Wong had read in How’s Tricks: Colloquial English II that sentences with rising tones signified questions in standard English, but he had long ago noticed that the majority of statements made by his young intern and her friends had rising tones.

“My familiars?” said Joyce. “Ling, Nike, Sammo, and Dibby?”

“Wotcher?” said a tall creature with short, vertical hair, nodding at Wong.

“Watch who?” Wong asked.

“No one,” it replied, cheerfully. “Just wotcher?”

“I see,” he said, not seeing.

As Joyce made perfunctory introductions, the line lurched forward about three feet.

“Dani’s blown us off,” she said. “Dani Mirpuri was gonna come?”

Wong was amazed to hear the name of a client. “Mrs. Mirpuri is coming?”

“Nah!” laughed Joyce. “Her daughter. Mrs. Mirpuri is waaay too old. She’d never get in.”

“Oh,” said Wong, who was considerably older than Mrs. Mirpuri.

“ ’Scuse me, Mr. Wong. Which way should my bed point?” asked a creature behind him. “Should be east, right?”

“Well, I read that my bed should point north,” said a thing next to it. “Which is right?”

“Yeah. Which is right?”

Wong looked from one over-made-up face to another. “Er…” He hated having to answer questions which treated his complex and arcane art as a list of rules. “East maybe is right for one person, north maybe is right for other person,” he said. “Maybe both is right.”

Joyce laughed again. “Ha! That doesn’t solve their problem. They sleep in a bunk bed.”

There was a general outbreak of giggling at this. Wong wasn’t sure if they were laughing with him or at him, so he merely smiled nervously.

“Wot about married peeps?” said a tall thing with short spiky hair and dangly earrings. “They have to sleep in the same bed. What if the feng shui chart says they have to sleep in different directions?”

“Yeah?” said someone else.

“Sixty-nine,” said the one in the undergarments.

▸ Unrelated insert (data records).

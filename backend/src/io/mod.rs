//! # IO Module
//!
//! Adapter layer between HTTP clients and the domain services.
//!
//! ## Key Responsibilities
//!
//! - **Authentication**: resolving the calling user from request headers
//! - **API Endpoints**: axum handlers for expenses, budgets, alerts,
//!   dashboard, export and reference data
//! - **Error Translation**: domain errors become status codes with a JSON
//!   `{"error", "code"}` body
//! - **Mapping**: domain models are converted to the `shared` wire types

pub mod auth;
pub mod rest;

pub use auth::{AuthenticatedUser, USER_ID_HEADER};
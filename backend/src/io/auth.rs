//! Request authentication.
//!
//! Sign-in happens upstream; the gateway forwards the authenticated user's
//! id in the `x-user-id` header and every API route requires it.

use axum::{extract::FromRequestParts, http::request::Parts};

use crate::io::rest::ApiError;

pub const USER_ID_HEADER: &str = "x-user-id";

/// The user a request acts on behalf of
#[derive(Debug, Clone, PartialEq, Eq)]
pub struct AuthenticatedUser {
    pub user_id: String,
}

#[axum::async_trait]
impl<S> FromRequestParts<S> for AuthenticatedUser
where
    S: Send + Sync,
{
    type Rejection = ApiError;

    async fn from_request_parts(parts: &mut Parts, _state: &S) -> Result<Self, Self::Rejection> {
        let user_id = parts
            .headers
            .get(USER_ID_HEADER)
            .and_then(|value| value.to_str().ok())
            .map(str::trim)
            .filter(|value| !value.is_empty())
            .ok_or(ApiError::Unauthorized)?;

        Ok(Self {
            user_id: user_id.to_string(),
        })
    }
}

#[cfg(test)]
mod tests {
    use super::*;
    use axum::http::Request;

    async fn extract(header: Option<&str>) -> Result<AuthenticatedUser, ApiError> {
        let mut builder = Request::builder().uri("/");
        if let Some(value) = header {
            builder = builder.header(USER_ID_HEADER, value);
        }
        let (mut parts, _) = builder.body(()).unwrap().into_parts();
        AuthenticatedUser::from_request_parts(&mut parts, &()).await
    }

    #[tokio::test]
    async fn test_header_is_trimmed() {
        let user = extract(Some("  alice ")).await.unwrap();
        assert_eq!(user.user_id, "alice");
    }

    #[tokio::test]
    async fn test_missing_or_blank_header_is_rejected() {
        assert!(matches!(extract(None).await, Err(ApiError::Unauthorized)));
        assert!(matches!(extract(Some("   ")).await, Err(ApiError::Unauthorized)));
    }
}
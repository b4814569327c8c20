//! Export service domain logic for the spending tracker.
//!
//! Expenses are rendered as CSV text by plain string joining. Text columns
//! are always quoted and numeric columns never are.

use chrono::NaiveDate;
use shared::ExpenseFilters;
use tracing::info;

use crate::domain::error::DomainError;
use crate::domain::expense_service::ExpenseService;
use crate::domain::models::{Expense, DATE_FORMAT};

pub const CSV_HEADER: &str = "Date,Amount,Category,Payment Method,Description";

/// Rendered CSV ready to download
#[derive(Debug, Clone, PartialEq)]
pub struct CsvExport {
    pub filename: String,
    pub content: String,
    pub row_count: usize,
}

#[derive(Clone)]
pub struct ExportService {
    expense_service: ExpenseService,
}

impl ExportService {
    pub fn new(expense_service: ExpenseService) -> Self {
        Self { expense_service }
    }

    /// Export the user's expenses matching `filters`, newest first
    pub async fn export_expenses_csv(
        &self,
        user_id: &str,
        filters: &ExpenseFilters,
        today: NaiveDate,
    ) -> Result<CsvExport, DomainError> {
        let expenses = self.expense_service.list_expenses(user_id, filters).await?;
        let export = CsvExport {
            filename: export_filename(today),
            content: expenses_to_csv(&expenses),
            row_count: expenses.len(),
        };
        info!(user_id, rows = export.row_count, filename = %export.filename, "Exported expenses");
        Ok(export)
    }
}

pub fn expenses_to_csv(expenses: &[Expense]) -> String {
    let mut lines = Vec::with_capacity(expenses.len() + 1);
    lines.push(CSV_HEADER.to_string());
    for expense in expenses {
        lines.push(format!(
            "{},{},{},{},{}",
            expense.date.format(DATE_FORMAT),
            expense.amount,
            quote(expense.category.as_str()),
            quote(expense.payment_method.as_str()),
            quote(expense.description.as_deref().unwrap_or("")),
        ));
    }
    lines.join("\n")
}

pub fn export_filename(today: NaiveDate) -> String {
    format!("expenses-{}.csv", today.format(DATE_FORMAT))
}

fn quote(field: &str) -> String {
    format!("\"{}\"", field.replace('"', "\"\""))
}
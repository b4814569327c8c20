//! Runtime configuration read from the environment.
use std::net::SocketAddr;

use axum::http::HeaderValue;

pub const DATABASE_URL_VAR: &str = "SPENDING_TRACKER_DATABASE_URL";
pub const BIND_ADDR_VAR: &str = "SPENDING_TRACKER_BIND_ADDR";
pub const ALLOWED_ORIGIN_VAR: &str = "SPENDING_TRACKER_ALLOWED_ORIGIN";
pub const LOG_FILTER_VAR: &str = "RUST_LOG";

const DEFAULT_DATABASE_URL: &str = "sqlite:spending_tracker.db";
const DEFAULT_BIND_ADDR: &str = "127.0.0.1:3000";
const DEFAULT_ALLOWED_ORIGIN: &str = "http://localhost:8080";
const DEFAULT_LOG_FILTER: &str = "info";

#[derive(Debug, thiserror::Error, PartialEq)]
pub enum ConfigError {
    #[error("{var} is not a valid socket address: {value}")]
    InvalidBindAddr { var: &'static str, value: String },
    #[error("{var} is not a valid origin: {value}")]
    InvalidOrigin { var: &'static str, value: String },
    #[error("{var} must not be empty")]
    Empty { var: &'static str },
}

#[derive(Debug, Clone)]
pub struct AppConfig {
    pub database_url: String,
    pub bind_addr: SocketAddr,
    pub allowed_origin: HeaderValue,
    pub log_filter: String,
}

impl AppConfig {
    pub fn from_env() -> Result<Self, ConfigError> {
        Self::from_lookup(|var| std::env::var(var).ok())
    }

    /// Build the configuration from any variable source; unset variables
    /// take their defaults
    pub fn from_lookup<F>(lookup: F) -> Result<Self, ConfigError>
    where
        F: Fn(&str) -> Option<String>,
    {
        let read = |var: &'static str, default: &str| -> Result<String, ConfigError> {
            match lookup(var) {
                None => Ok(default.to_string()),
                Some(value) if value.trim().is_empty() => Err(ConfigError::Empty { var }),
                Some(value) => Ok(value.trim().to_string()),
            }
        };

        let database_url = read(DATABASE_URL_VAR, DEFAULT_DATABASE_URL)?;

        let bind_addr = read(BIND_ADDR_VAR, DEFAULT_BIND_ADDR)?;
        let bind_addr = bind_addr.parse::<SocketAddr>().map_err(|_| ConfigError::InvalidBindAddr {
            var: BIND_ADDR_VAR,
            value: bind_addr.clone(),
        })?;

        let allowed_origin = read(ALLOWED_ORIGIN_VAR, DEFAULT_ALLOWED_ORIGIN)?;
        let allowed_origin = HeaderValue::from_str(&allowed_origin).map_err(|_| ConfigError::InvalidOrigin {
            var: ALLOWED_ORIGIN_VAR,
            value: allowed_origin.clone(),
        })?;

        let log_filter = read(LOG_FILTER_VAR, DEFAULT_LOG_FILTER)?;

        Ok(Self {
            database_url,
            bind_addr,
            allowed_origin,
            log_filter,
        })
    }
}

impl Default for AppConfig {
    fn default() -> Self {
        Self {
            database_url: DEFAULT_DATABASE_URL.to_string(),
            bind_addr: SocketAddr::from(([127, 0, 0, 1], 3000)),
            allowed_origin: HeaderValue::from_static(DEFAULT_ALLOWED_ORIGIN),
            log_filter: DEFAULT_LOG_FILTER.to_string(),
        }
    }
}

#[cfg(test)]
mod tests {
    use super::*;
    use std::collections::HashMap;

    fn lookup_from(pairs: &[(&str, &str)]) -> impl Fn(&str) -> Option<String> {
        let vars: HashMap<String, String> = pairs.iter().map(|(k, v)| (k.to_string(), v.to_string())).collect();
        move |var| vars.get(var).cloned()
    }

    #[test]
    fn test_defaults_when_unset() {
        let config = AppConfig::from_lookup(lookup_from(&[])).unwrap();
        let defaults = AppConfig::default();
        assert_eq!(config.database_url, defaults.database_url);
        assert_eq!(config.bind_addr, defaults.bind_addr);
        assert_eq!(config.allowed_origin, defaults.allowed_origin);
        assert_eq!(config.log_filter, "info");
    }

    #[test]
    fn test_overrides() {
        let config = AppConfig::from_lookup(lookup_from(&[
            (DATABASE_URL_VAR, "sqlite:/tmp/other.db"),
            (BIND_ADDR_VAR, "0.0.0.0:8081"),
            (ALLOWED_ORIGIN_VAR, "https://budget.example.com"),
            (LOG_FILTER_VAR, "spending_tracker_backend=debug"),
        ]))
        .unwrap();

        assert_eq!(config.database_url, "sqlite:/tmp/other.db");
        assert_eq!(config.bind_addr.port(), 8081);
        assert_eq!(config.allowed_origin, "https://budget.example.com");
        assert_eq!(config.log_filter, "spending_tracker_backend=debug");
    }

    #[test]
    fn test_invalid_values_are_errors() {
        let bad_addr = AppConfig::from_lookup(lookup_from(&[(BIND_ADDR_VAR, "localhost")]));
        assert!(matches!(bad_addr, Err(ConfigError::InvalidBindAddr { .. })));

        let bad_origin = AppConfig::from_lookup(lookup_from(&[(ALLOWED_ORIGIN_VAR, "http://bad\norigin")]));
        assert!(matches!(bad_origin, Err(ConfigError::InvalidOrigin { .. })));

        let empty = AppConfig::from_lookup(lookup_from(&[(DATABASE_URL_VAR, "  ")]));
        assert_eq!(empty.unwrap_err(), ConfigError::Empty { var: DATABASE_URL_VAR });
    }
}
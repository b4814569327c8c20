use shared::{Expense, ExpenseListResponse};

use crate::domain::models::{self, DATE_FORMAT};
use crate::domain::spending::total_amount;

pub struct ExpenseMapper;

impl ExpenseMapper {
    pub fn to_dto(domain: models::Expense) -> Expense {
        Expense {
            id: domain.id,
            user_id: domain.user_id,
            amount: domain.amount,
            category: domain.category.as_str().to_string(),
            date: domain.date.format(DATE_FORMAT).to_string(),
            description: domain.description,
            payment_method: domain.payment_method.as_str().to_string(),
            created_at: domain.created_at,
            updated_at: domain.updated_at,
        }
    }

    /// List response carrying the total of exactly the returned expenses
    pub fn to_list_response(domain_expenses: Vec<models::Expense>) -> ExpenseListResponse {
        let total_amount = total_amount(&domain_expenses);
        ExpenseListResponse {
            expenses: domain_expenses.into_iter().map(Self::to_dto).collect(),
            total_amount,
        }
    }
}

#[cfg(test)]
mod tests {
    use super::*;
    use crate::domain::models::{ExpenseCategory, PaymentMethod};
    use chrono::NaiveDate;

    fn domain_expense(amount: f64) -> models::Expense {
        models::Expense {
            id: "e1".to_string(),
            user_id: "alice".to_string(),
            amount,
            category: ExpenseCategory::FoodAndDining,
            date: NaiveDate::from_ymd_opt(2024, 3, 7).unwrap(),
            description: Some("Tacos".to_string()),
            payment_method: PaymentMethod::DigitalWallet,
            created_at: "2024-03-07T12:00:00.000000Z".to_string(),
            updated_at: "2024-03-07T12:00:00.000000Z".to_string(),
        }
    }

    #[test]
    fn test_to_dto_renders_names_and_date() {
        let dto = ExpenseMapper::to_dto(domain_expense(9.5));
        assert_eq!(dto.category, "Food & Dining");
        assert_eq!(dto.payment_method, "Digital Wallet");
        assert_eq!(dto.date, "2024-03-07");
        assert_eq!(dto.description.as_deref(), Some("Tacos"));
    }

    #[test]
    fn test_list_response_total() {
        let response = ExpenseMapper::to_list_response(vec![domain_expense(9.5), domain_expense(0.5)]);
        assert_eq!(response.expenses.len(), 2);
        assert_eq!(response.total_amount, 10.0);

        let empty = ExpenseMapper::to_list_response(Vec::new());
        assert_eq!(empty.total_amount, 0.0);
    }
}
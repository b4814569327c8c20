use sqlx::{sqlite::SqliteRow, Row};

use crate::domain::models::{Budget, BudgetMonth, ExpenseCategory};
use crate::storage::{connection::DbConnection, StorageError};

const BUDGET_COLUMNS: &str = "id, user_id, amount, category, month, created_at, updated_at";

/// Repository for budget rows
#[derive(Clone)]
pub struct BudgetRepository {
    db: DbConnection,
}

impl BudgetRepository {
    pub fn new(db: DbConnection) -> Self {
        Self { db }
    }

    pub async fn store_budget(&self, budget: &Budget) -> Result<(), StorageError> {
        sqlx::query(
            r#"
            INSERT INTO budgets (id, user_id, amount, category, month, created_at, updated_at)
            VALUES (?, ?, ?, ?, ?, ?, ?)
            "#,
        )
        .bind(&budget.id)
        .bind(&budget.user_id)
        .bind(budget.amount)
        .bind(budget.category.as_str())
        .bind(budget.month.to_string())
        .bind(&budget.created_at)
        .bind(&budget.updated_at)
        .execute(self.db.pool())
        .await
        .map_err(|e| StorageError::from_write(e, format!("{} budget for {}", budget.category, budget.month)))?;
        Ok(())
    }

    pub async fn get_budget(&self, user_id: &str, budget_id: &str) -> Result<Option<Budget>, StorageError> {
        let sql = format!("SELECT {} FROM budgets WHERE id = ? AND user_id = ?", BUDGET_COLUMNS);
        let row = sqlx::query(&sql)
            .bind(budget_id)
            .bind(user_id)
            .fetch_optional(self.db.pool())
            .await?;

        row.as_ref().map(map_budget_row).transpose()
    }

    /// The user's budget for a (category, month) pair, if one exists
    pub async fn find_budget(
        &self,
        user_id: &str,
        category: ExpenseCategory,
        month: BudgetMonth,
    ) -> Result<Option<Budget>, StorageError> {
        let sql = format!(
            "SELECT {} FROM budgets WHERE user_id = ? AND category = ? AND month = ?",
            BUDGET_COLUMNS
        );
        let row = sqlx::query(&sql)
            .bind(user_id)
            .bind(category.as_str())
            .bind(month.to_string())
            .fetch_optional(self.db.pool())
            .await?;

        row.as_ref().map(map_budget_row).transpose()
    }

    /// All of a user's budgets for one month, ordered by category name
    pub async fn list_budgets_for_month(&self, user_id: &str, month: BudgetMonth) -> Result<Vec<Budget>, StorageError> {
        let sql = format!(
            "SELECT {} FROM budgets WHERE user_id = ? AND month = ? ORDER BY category ASC, created_at ASC",
            BUDGET_COLUMNS
        );
        let rows = sqlx::query(&sql)
            .bind(user_id)
            .bind(month.to_string())
            .fetch_all(self.db.pool())
            .await?;

        rows.iter().map(map_budget_row).collect()
    }

    pub async fn update_budget(&self, budget: &Budget) -> Result<bool, StorageError> {
        let result = sqlx::query(
            r#"
            UPDATE budgets
            SET amount = ?, category = ?, month = ?, updated_at = ?
            WHERE id = ? AND user_id = ?
            "#,
        )
        .bind(budget.amount)
        .bind(budget.category.as_str())
        .bind(budget.month.to_string())
        .bind(&budget.updated_at)
        .bind(&budget.id)
        .bind(&budget.user_id)
        .execute(self.db.pool())
        .await
        .map_err(|e| StorageError::from_write(e, format!("{} budget for {}", budget.category, budget.month)))?;

        Ok(result.rows_affected() > 0)
    }

    /// Delete a budget and detach the alerts that pointed at it, atomically
    pub async fn delete_budget(&self, user_id: &str, budget_id: &str) -> Result<bool, StorageError> {
        let mut tx = self.db.pool().begin().await?;

        let deleted = sqlx::query("DELETE FROM budgets WHERE id = ? AND user_id = ?")
            .bind(budget_id)
            .bind(user_id)
            .execute(&mut *tx)
            .await?
            .rows_affected()
            > 0;

        if deleted {
            sqlx::query("UPDATE budget_alerts SET budget_id = NULL WHERE budget_id = ? AND user_id = ?")
                .bind(budget_id)
                .bind(user_id)
                .execute(&mut *tx)
                .await?;
        }

        tx.commit().await?;
        Ok(deleted)
    }
}

fn map_budget_row(row: &SqliteRow) -> Result<Budget, StorageError> {
    let id: String = row.try_get("id")?;

    let category: String = row.try_get("category")?;
    let category = ExpenseCategory::parse(&category).map_err(|e| StorageError::corrupt("budgets", &id, e))?;

    let month: String = row.try_get("month")?;
    let month = BudgetMonth::parse(&month).map_err(|e| StorageError::corrupt("budgets", &id, e))?;

    Ok(Budget {
        user_id: row.try_get("user_id")?,
        amount: row.try_get("amount")?,
        category,
        month,
        created_at: row.try_get("created_at")?,
        updated_at: row.try_get("updated_at")?,
        id,
    })
}
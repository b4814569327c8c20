//! Domain model for a budget alert.
use std::fmt;

#[derive(Debug, Clone, Copy, PartialEq, Eq, Hash)]
pub enum AlertKind {
    /// Spending entered the warning band
    Threshold,
    OverBudget,
    /// Recognized when reading stored rows; never generated by the spending rules
    MonthlySummary,
}

impl AlertKind {
    pub fn as_str(&self) -> &'static str {
        match self {
            AlertKind::Threshold => "threshold",
            AlertKind::OverBudget => "over_budget",
            AlertKind::MonthlySummary => "monthly_summary",
        }
    }

    pub fn parse(input: &str) -> Result<Self, String> {
        match input {
            "threshold" => Ok(AlertKind::Threshold),
            "over_budget" => Ok(AlertKind::OverBudget),
            "monthly_summary" => Ok(AlertKind::MonthlySummary),
            _ => Err(format!("Invalid alert type: {}", input)),
        }
    }
}

impl fmt::Display for AlertKind {
    fn fmt(&self, f: &mut fmt::Formatter<'_>) -> fmt::Result {
        f.write_str(self.as_str())
    }
}

/// Alerts never change after creation except for `is_read`, which only
/// moves from false to true.
#[derive(Debug, Clone, PartialEq)]
pub struct BudgetAlert {
    pub id: String,
    pub user_id: String,
    pub budget_id: Option<String>,
    pub kind: AlertKind,
    pub message: String,
    pub is_read: bool,
    pub created_at: String,
}

impl BudgetAlert {
    pub fn generate_id() -> String {
        uuid::Uuid::new_v4().to_string()
    }
}

#[cfg(test)]
mod tests {
    use super::*;

    #[test]
    fn test_alert_kind_round_trip_names() {
        for kind in [AlertKind::Threshold, AlertKind::OverBudget, AlertKind::MonthlySummary] {
            assert_eq!(AlertKind::parse(kind.as_str()), Ok(kind));
        }
        assert!(AlertKind::parse("warning").is_err());
    }
}
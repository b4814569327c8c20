//! Body and query extractors that reject with the API error body instead of
//! axum's plain-text rejections.

use axum::extract::{FromRequest, FromRequestParts};

use crate::io::rest::ApiError;

/// `axum::Json` whose rejection is an `INVALID_INPUT` error
#[derive(Debug, FromRequest)]
#[from_request(via(axum::Json), rejection(ApiError))]
pub struct ApiJson<T>(pub T);

/// `axum::extract::Query` whose rejection is an `INVALID_INPUT` error
#[derive(Debug, FromRequestParts)]
#[from_request(via(axum::extract::Query), rejection(ApiError))]
pub struct ApiQuery<T>(pub T);
//! # Domain Module
//!
//! Business logic for the spending tracker.
//!
//! ## Module Organization
//!
//! - **models**: expenses, budgets, alerts and the budget month value type
//! - **spending**: pure rules deriving budget progress and due alerts
//! - **expense_service**: expense CRUD and filtering
//! - **budget_service**: budget CRUD, each budget paired with its spending
//! - **alert_service**: raising, listing and acknowledging budget alerts
//! - **dashboard_service**: monthly totals, category split and six-month trend
//! - **export_service**: CSV rendering of expense lists
//!
//! ## Business Rules
//!
//! - Every record belongs to exactly one user and is invisible to others
//! - Budget spending is derived from expenses on every read, never stored
//! - A budget month covers its first through last calendar day inclusive
//! - At most one unread alert of each kind exists per budget

pub mod alert_service;
pub mod budget_service;
pub mod dashboard_service;
pub mod error;
pub mod expense_service;
pub mod export_service;
pub mod models;
pub mod spending;

pub use alert_service::{AlertFeed, AlertService};
pub use budget_service::BudgetService;
pub use dashboard_service::{DashboardService, DashboardSummary};
pub use error::{DomainError, ValidationError};
pub use expense_service::{ExpenseRevision, ExpenseService};
pub use export_service::{CsvExport, ExportService};
pub use spending::{BudgetSpending, DueAlert, SpendingStatus};
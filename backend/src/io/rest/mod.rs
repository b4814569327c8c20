//! # REST API Interface Layer
//!
//! HTTP endpoints for the spending tracker, mounted under `/api`.
//! This layer handles:
//! - JSON request/response serialization
//! - Resolving the calling user
//! - Translating domain errors into HTTP status codes
//! - Request logging
//!
//! Handlers stay thin: they call one or two domain services and map the
//! result to `shared` DTOs.

use chrono::{Local, NaiveDate};
use tracing::warn;

use crate::domain::models::BudgetMonth;
use crate::AppState;

pub mod alert_apis;
pub mod budget_apis;
pub mod dashboard_apis;
pub mod error;
pub mod expense_apis;
pub mod export_apis;
pub mod extract;
pub mod mappers;
pub mod reference_apis;

pub use error::ApiError;
pub use extract::{ApiJson, ApiQuery};

/// The server's local calendar date
pub fn today() -> NaiveDate {
    Local::now().date_naive()
}

/// Re-evaluate budget alerts for each distinct month. Failures are logged
/// and never fail the request that triggered them.
pub async fn refresh_budget_alerts(state: &AppState, user_id: &str, months: &[BudgetMonth]) {
    let mut seen: Vec<BudgetMonth> = Vec::with_capacity(months.len());
    for &month in months {
        if seen.contains(&month) {
            continue;
        }
        seen.push(month);

        if let Err(e) = state
            .alert_service
            .check_month(&state.budget_service, user_id, month)
            .await
        {
            warn!(user_id, month = %month, "Failed to evaluate budget alerts: {}", e);
        }
    }
}
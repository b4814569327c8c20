//! Calendar month used to scope budgets and spending summaries.
use chrono::{Datelike, Duration, Months, NaiveDate};
use std::fmt;
use std::ops::RangeInclusive;

use crate::domain::error::ValidationError;

/// Years that render as four digits, so stored dates sort as text
pub const SUPPORTED_YEARS: RangeInclusive<i32> = 1..=9999;

/// A calendar month, stored as its first day
#[derive(Debug, Clone, Copy, PartialEq, Eq, Hash, PartialOrd, Ord)]
pub struct BudgetMonth {
    first_day: NaiveDate,
}

impl BudgetMonth {
    pub fn new(year: i32, month: u32) -> Result<Self, ValidationError> {
        if !SUPPORTED_YEARS.contains(&year) {
            return Err(ValidationError::InvalidMonth(format!("{}-{:02}", year, month)));
        }
        NaiveDate::from_ymd_opt(year, month, 1)
            .map(|first_day| Self { first_day })
            .ok_or_else(|| ValidationError::InvalidMonth(format!("{}-{:02}", year, month)))
    }

    /// Parse the `YYYY-MM` wire format
    pub fn parse(input: &str) -> Result<Self, ValidationError> {
        let trimmed = input.trim();
        if trimmed.is_empty() {
            return Err(ValidationError::MissingMonth);
        }

        let invalid = || ValidationError::InvalidMonth(trimmed.to_string());
        let (year, month) = trimmed.split_once('-').ok_or_else(invalid)?;
        let all_digits = |s: &str| s.chars().all(|c| c.is_ascii_digit());
        if year.len() != 4 || month.len() != 2 || !all_digits(year) || !all_digits(month) {
            return Err(invalid());
        }

        let year: i32 = year.parse().map_err(|_| invalid())?;
        let month: u32 = month.parse().map_err(|_| invalid())?;
        Self::new(year, month).map_err(|_| invalid())
    }

    pub fn containing(date: NaiveDate) -> Self {
        Self {
            first_day: date.with_day(1).unwrap_or(date),
        }
    }

    pub fn year(&self) -> i32 {
        self.first_day.year()
    }

    pub fn month(&self) -> u32 {
        self.first_day.month()
    }

    pub fn first_day(&self) -> NaiveDate {
        self.first_day
    }

    pub fn last_day(&self) -> NaiveDate {
        self.first_day + Months::new(1) - Duration::days(1)
    }

    pub fn previous(&self) -> Self {
        self.months_back(1)
    }

    pub fn months_back(&self, months: u32) -> Self {
        Self {
            first_day: self.first_day - Months::new(months),
        }
    }

    pub fn contains(&self, date: NaiveDate) -> bool {
        date >= self.first_day() && date <= self.last_day()
    }

    /// Short chart label, e.g. `Mar 2024`
    pub fn label(&self) -> String {
        self.first_day.format("%b %Y").to_string()
    }
}

impl fmt::Display for BudgetMonth {
    fn fmt(&self, f: &mut fmt::Formatter<'_>) -> fmt::Result {
        write!(f, "{:04}-{:02}", self.year(), self.month())
    }
}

This baffling reply caused the spiky-haired thing to howl with laughter and pretend to fall over clutching its stomach.

Wong did not know how to give any sort of answer other than a serious one. “Usually I tell married people to sleep with their heads to the north. From the north is winter. Also is sexuality.”

Ooooh,” giggled several creatures at this last word.

Wong shut his mouth tightly and looked away.

The line moved forward again and the group found themselves at the door.

The bouncer, a large man of Chinese origin wearing a badge that said “Commissionaire-in-Chief,” peered at Wong with puzzlement. “Who’s he?” he barked at Joyce, whom he apparently knew. The geomancer realized that he did not fit the image of the people who normally entered this club. He wondered whether he should retreat before he was humiliatingly refused entry.

“My banker,” Joyce told him. “My ticket. My sugar daddy. He’s loaded.”

The bouncer looked Wong up and down. “Loaded?” he asked, suspiciously.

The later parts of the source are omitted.